It’s Time to Bust Myths About SNAP
Alex Morris, from Bend, OR, depends on SNAP, WIC, and other programs to care for André, who suffers from a serious medical condition that affects his hormonal system. (Photo by Brad Horn/Bread for the World)
by Christine Melendez Ashley
Misinformation about the Supplemental Nutrition Assistance Program (SNAP, formerly food stamps) is far too prevalent. Sometimes it seems that I can’t check the news—or even Facebook—without reading another inaccurate claim about the program and its participants.
As a domestic policy analyst at Bread, I know that the facts tell a different story. SNAP served more than 46 million Americans in May. Here are some hard facts about the program:
- SNAP works exactly as it’s supposed to. SNAP was designed to respond quickly and efficiently to increased poverty and unemployment. When these spiked in 2008, 2009, and 2010, so did SNAP participation. The nonpartisan Congressional Budget Office estimates that participation will go down to pre-recession levels as the economy recovers.
- SNAP reaches exactly who it’s supposed to. The average SNAP household has a gross monthly income of $731 and countable resources, or assets, of $333. This is well below the strict national income and asset limits. Eighty-five percent of SNAP benefits go to the most vulnerable households—those with children, elderly, or disabled people.
- SNAP participation has increased mainly due to the poor economy. The largest increases in SNAP participation came on the heels of the recession (see above). Additionally, many more eligible Americans accessed SNAP in the last decade. According to the U.S. Department of Agriculture (USDA), 72.2 percent of eligible Americans participated in the program in 2009 (the latest year for which we have data) compared to 56.7 percent in 2000.
- SNAP doesn't create dependency. Despite “welfare queen” and “don’t feed the bears” rhetoric suggesting food stamp recipients become life-long moochers, data show that SNAP participants are on the program an average of 9 months. In a family budget, food is the most easily squeezed line item. SNAP helps fill the food budget gap for households that become unemployed or underemployed.
- SNAP has the lowest fraud and error rates on record. Increased oversight and transparency at USDA has lead to more law-breakers caught and reported in the news media. The big picture shows they are the exception, not the rule. USDA tracks two types of fraud data: trafficking and error rates.
SNAP trafficking is the illegal, intentional exchange of SNAP benefits for cash. Trafficking has dropped from about 4 cents on the dollar to about 1 cent in the last decade for which data is available.
SNAP error rates account for over payments and under payments of benefits. SNAP payment accuracy is considerably higher than other major benefit programs including Supplemental Security Income (9 percent error rate) or Medicare Advantage Part C (11 percent error rate). SNAP’s error rate is at a record low of 3.8 percent. According to the Government Accountability Office (GAO), the majority of SNAP payment errors are a result of administrative errors, not intentional fraud.
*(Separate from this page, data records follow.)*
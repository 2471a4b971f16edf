use std::fmt;

use serde::{Deserialize, Serialize};
use serde_json::Value as JsonValue;

use crate::{Id, KairosError, KairosResult, Timestamp, Uri};

#[derive(Clone, Copy, Debug, Eq, PartialEq, Hash, Serialize, Deserialize)]
pub enum AttributeType {
    Property,
    Relationship,
    GeoProperty,
    JsonProperty,
    LanguageProperty,
    VocabProperty,
}

impl AttributeType {
    pub fn as_str(self) -> &'static str {
        match self {
            AttributeType::Property => "Property",
            AttributeType::Relationship => "Relationship",
            AttributeType::GeoProperty => "GeoProperty",
            AttributeType::JsonProperty => "JsonProperty",
            AttributeType::LanguageProperty => "LanguageProperty",
            AttributeType::VocabProperty => "VocabProperty",
        }
    }

    pub fn parse(value: &str) -> KairosResult<Self> {
        match value {
            "Property" => Ok(AttributeType::Property),
            "Relationship" => Ok(AttributeType::Relationship),
            "GeoProperty" => Ok(AttributeType::GeoProperty),
            "JsonProperty" => Ok(AttributeType::JsonProperty),
            "LanguageProperty" => Ok(AttributeType::LanguageProperty),
            "VocabProperty" => Ok(AttributeType::VocabProperty),
            other => Err(KairosError::bad_request(format!(
                "unknown attribute type '{other}'"
            ))),
        }
    }

    /// Payload member holding the value of an instance of this type.
    pub fn value_member(self) -> &'static str {
        match self {
            AttributeType::Property | AttributeType::GeoProperty => "value",
            AttributeType::Relationship => "object",
            AttributeType::JsonProperty => "json",
            AttributeType::LanguageProperty => "languageMap",
            AttributeType::VocabProperty => "vocab",
        }
    }

    /// Member carrying `[value, time]` pairs in the simplified representation.
    pub fn simplified_member(self) -> &'static str {
        match self {
            AttributeType::Property | AttributeType::GeoProperty => "values",
            AttributeType::Relationship => "objects",
            AttributeType::JsonProperty => "jsons",
            AttributeType::LanguageProperty => "languageMaps",
            AttributeType::VocabProperty => "vocabs",
        }
    }
}

#[derive(Clone, Copy, Debug, Eq, PartialEq, Hash, PartialOrd, Ord, Serialize, Deserialize)]
#[serde(rename_all = "UPPERCASE")]
pub enum AttributeValueType {
    Number,
    String,
    Boolean,
    Date,
    DateTime,
    Time,
    Geometry,
    Json,
    Object,
    Array,
    Uri,
    Any,
}

impl AttributeValueType {
    pub fn as_str(self) -> &'static str {
        match self {
            AttributeValueType::Number => "NUMBER",
            AttributeValueType::String => "STRING",
            AttributeValueType::Boolean => "BOOLEAN",
            AttributeValueType::Date => "DATE",
            AttributeValueType::DateTime => "DATETIME",
            AttributeValueType::Time => "TIME",
            AttributeValueType::Geometry => "GEOMETRY",
            AttributeValueType::Json => "JSON",
            AttributeValueType::Object => "OBJECT",
            AttributeValueType::Array => "ARRAY",
            AttributeValueType::Uri => "URI",
            AttributeValueType::Any => "ANY",
        }
    }

    pub fn parse(value: &str) -> KairosResult<Self> {
        Ok(match value {
            "NUMBER" => AttributeValueType::Number,
            "STRING" => AttributeValueType::String,
            "BOOLEAN" => AttributeValueType::Boolean,
            "DATE" => AttributeValueType::Date,
            "DATETIME" => AttributeValueType::DateTime,
            "TIME" => AttributeValueType::Time,
            "GEOMETRY" => AttributeValueType::Geometry,
            "JSON" => AttributeValueType::Json,
            "OBJECT" => AttributeValueType::Object,
            "ARRAY" => AttributeValueType::Array,
            "URI" => AttributeValueType::Uri,
            "ANY" => AttributeValueType::Any,
            other => {
                return Err(KairosError::storage(format!(
                    "unknown attribute value type '{other}'"
                )));
            }
        })
    }

    pub fn value_column(self) -> ValueColumn {
        match self {
            AttributeValueType::Number => ValueColumn::Measured,
            AttributeValueType::Geometry => ValueColumn::Geo,
            _ => ValueColumn::Text,
        }
    }
}

/// Physical column an instance value lives in.
#[derive(Clone, Copy, Debug, Eq, PartialEq, Hash)]
pub enum ValueColumn {
    Text,
    Measured,
    Geo,
}

#[derive(Clone, Copy, Debug, Default, Eq, PartialEq, Hash, Serialize, Deserialize)]
#[serde(rename_all = "camelCase")]
pub enum TimeProperty {
    #[default]
    ObservedAt,
    CreatedAt,
    ModifiedAt,
}

impl TimeProperty {
    pub fn key(self) -> &'static str {
        match self {
            TimeProperty::ObservedAt => "observedAt",
            TimeProperty::CreatedAt => "createdAt",
            TimeProperty::ModifiedAt => "modifiedAt",
        }
    }

    pub fn parse(value: &str) -> KairosResult<Self> {
        match value {
            "observedAt" => Ok(TimeProperty::ObservedAt),
            "createdAt" => Ok(TimeProperty::CreatedAt),
            "modifiedAt" => Ok(TimeProperty::ModifiedAt),
            other => Err(KairosError::bad_request(format!(
                "'{other}' is not a valid timeproperty (expected observedAt, createdAt or modifiedAt)"
            ))),
        }
    }

    pub fn as_i16(self) -> i16 {
        match self {
            TimeProperty::ObservedAt => 1,
            TimeProperty::CreatedAt => 2,
            TimeProperty::ModifiedAt => 3,
        }
    }

    pub fn from_i16(value: i16) -> Option<Self> {
        match value {
            1 => Some(TimeProperty::ObservedAt),
            2 => Some(TimeProperty::CreatedAt),
            3 => Some(TimeProperty::ModifiedAt),
            _ => None,
        }
    }

    /// Created/modified events live on the append-only audit timeline.
    pub fn is_audit(self) -> bool {
        !matches!(self, TimeProperty::ObservedAt)
    }
}

/// Identity of one attribute time series.
#[derive(Clone, Debug, PartialEq, Serialize, Deserialize)]
pub struct Attribute {
    pub id: Id,
    pub entity_id: Uri,
    pub name: String,
    pub dataset_id: Option<Uri>,
    pub attribute_type: AttributeType,
    pub value_type: AttributeValueType,
    pub created_at: Timestamp,
    pub modified_at: Option<Timestamp>,
}

#[derive(Clone, Debug, PartialEq, Serialize, Deserialize)]
pub enum InstanceValue {
    Text(String),
    Measured(f64),
    /// Geometry as WKT.
    Geo(String),
}

impl InstanceValue {
    pub fn column(&self) -> ValueColumn {
        match self {
            InstanceValue::Text(_) => ValueColumn::Text,
            InstanceValue::Measured(_) => ValueColumn::Measured,
            InstanceValue::Geo(_) => ValueColumn::Geo,
        }
    }
}

/// One time-stamped sample or audit event of an attribute.
#[derive(Clone, Debug, PartialEq)]
pub struct AttributeInstance {
    pub attribute_id: Id,
    pub time: Timestamp,
    pub time_property: TimeProperty,
    pub value: InstanceValue,
    pub payload: JsonValue,
    pub instance_id: Uri,
    pub sub: Option<String>,
}

impl AttributeInstance {
    /// Builds an instance whose payload carries its `instanceId`, generating one when absent.
    pub fn new(
        attribute_id: Id,
        time: Timestamp,
        time_property: TimeProperty,
        value: InstanceValue,
        mut payload: JsonValue,
    ) -> KairosResult<Self> {
        let instance_id = match payload.get("instanceId").and_then(JsonValue::as_str) {
            Some(raw) => Uri::parse(raw)?,
            None => Uri::new_instance_id(),
        };
        let object = payload
            .as_object_mut()
            .ok_or_else(|| KairosError::bad_request("attribute instance must be a JSON object"))?;
        object.insert(
            "instanceId".to_string(),
            JsonValue::String(instance_id.to_string()),
        );
        Ok(Self {
            attribute_id,
            time,
            time_property,
            value,
            payload,
            instance_id,
            sub: None,
        })
    }

    pub fn with_sub(mut self, sub: Option<String>) -> Self {
        self.sub = sub;
        self
    }
}

#[derive(Clone, Copy, Debug, Eq, PartialEq, Hash, PartialOrd, Ord, Serialize, Deserialize)]
#[serde(rename_all = "camelCase")]
pub enum AggregateMethod {
    Min,
    Max,
    Avg,
    Sum,
    Count,
    TotalCount,
    DistinctCount,
    Stddev,
    Sumsq,
}

impl AggregateMethod {
    pub const ALL: [AggregateMethod; 9] = [
        AggregateMethod::Min,
        AggregateMethod::Max,
        AggregateMethod::Avg,
        AggregateMethod::Sum,
        AggregateMethod::Count,
        AggregateMethod::TotalCount,
        AggregateMethod::DistinctCount,
        AggregateMethod::Stddev,
        AggregateMethod::Sumsq,
    ];

    pub fn as_str(self) -> &'static str {
        match self {
            AggregateMethod::Min => "min",
            AggregateMethod::Max => "max",
            AggregateMethod::Avg => "avg",
            AggregateMethod::Sum => "sum",
            AggregateMethod::Count => "count",
            AggregateMethod::TotalCount => "totalCount",
            AggregateMethod::DistinctCount => "distinctCount",
            AggregateMethod::Stddev => "stddev",
            AggregateMethod::Sumsq => "sumsq",
        }
    }

    pub fn parse(value: &str) -> KairosResult<Self> {
        Self::ALL
            .into_iter()
            .find(|method| method.as_str() == value)
            .ok_or_else(|| {
                KairosError::bad_request(format!("'{value}' is not a supported aggregate method"))
            })
    }

    /// Counting methods apply to every value type.
    pub fn is_count(self) -> bool {
        matches!(
            self,
            AggregateMethod::Count | AggregateMethod::TotalCount | AggregateMethod::DistinctCount
        )
    }
}

impl fmt::Display for AggregateMethod {
    fn fmt(&self, f: &mut fmt::Formatter<'_>) -> fmt::Result {
        f.write_str(self.as_str())
    }
}

#[derive(Clone, Debug, PartialEq, Serialize, Deserialize)]
pub struct AggregateValue {
    pub method: AggregateMethod,
    pub value: JsonValue,
}

/// A fetched row in the shape the requested representation needs.
#[derive(Clone, Debug, PartialEq)]
pub enum AttributeInstanceResult {
    Full {
        attribute_id: Id,
        payload: JsonValue,
        time: Timestamp,
        sub: Option<String>,
    },
    Simplified {
        attribute_id: Id,
        value: InstanceValue,
        time: Timestamp,
    },
    Aggregated {
        attribute_id: Id,
        start: Timestamp,
        end: Timestamp,
        values: Vec<AggregateValue>,
    },
}

impl AttributeInstanceResult {
    pub fn attribute_id(&self) -> Id {
        match self {
            AttributeInstanceResult::Full { attribute_id, .. }
            | AttributeInstanceResult::Simplified { attribute_id, .. }
            | AttributeInstanceResult::Aggregated { attribute_id, .. } => *attribute_id,
        }
    }

    /// Representative time: the sample time, or the bucket start.
    pub fn time(&self) -> Timestamp {
        match self {
            AttributeInstanceResult::Full { time, .. }
            | AttributeInstanceResult::Simplified { time, .. } => *time,
            AttributeInstanceResult::Aggregated { start, .. } => *start,
        }
    }

    pub fn end_time(&self) -> Timestamp {
        match self {
            AttributeInstanceResult::Aggregated { end, .. } => *end,
            other => other.time(),
        }
    }
}

/// Time window every attribute of a paginated response is truncated to.
#[derive(Clone, Copy, Debug, Eq, PartialEq, Serialize, Deserialize)]
pub struct Range {
    pub start: Timestamp,
    pub end: Timestamp,
}

impl Range {
    pub fn new(start: Timestamp, end: Timestamp) -> Self {
        Self { start, end }
    }

    /// Inclusive on both bounds, whichever way the range is oriented.
    pub fn contains(&self, time: Timestamp) -> bool {
        let (low, high) = if self.start <= self.end {
            (self.start, self.end)
        } else {
            (self.end, self.start)
        };
        low <= time && time <= high
    }
}

/// One entry of an entity's scope history.
#[derive(Clone, Debug, PartialEq, Serialize, Deserialize)]
pub struct ScopeInstance {
    pub entity_id: Uri,
    pub time: Timestamp,
    pub value: JsonValue,
}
- Charity alone can’t feed everyone. Charity has an important role to play in feeding people. Like many of you during these tough times, I recently helped stock my church’s food pantry and local food bank. But the reality is that my church—and churches and food banks across the country—don’t have the capacity to help every person in need. And they won’t magically gain that capacity if we cut SNAP.
Churches and charities are already stretched thin. Food bank demand has increased nearly 50 percent and 34 percent of Americans admit they’ve cut back on donations to congregations and houses of worship. Our federal nutrition programs fund over 23 times as much food assistance as private charitable sources—$96.8 billion compared to $4.1 billion distributed by charity.
With budgets and spending at the forefront of everyone’s minds these days it’s easy to put a target on a program that’s grown as much as SNAP. But it’s dishonest to say SNAP is “out of control spending” when the facts show that it’s a temporary increase in a program meant to expand when people are struggling. Let’s stop perpetuating myths and start telling the truth about SNAP and how it works.
Christine Meléndez Ashley is an analyst at Bread for the World.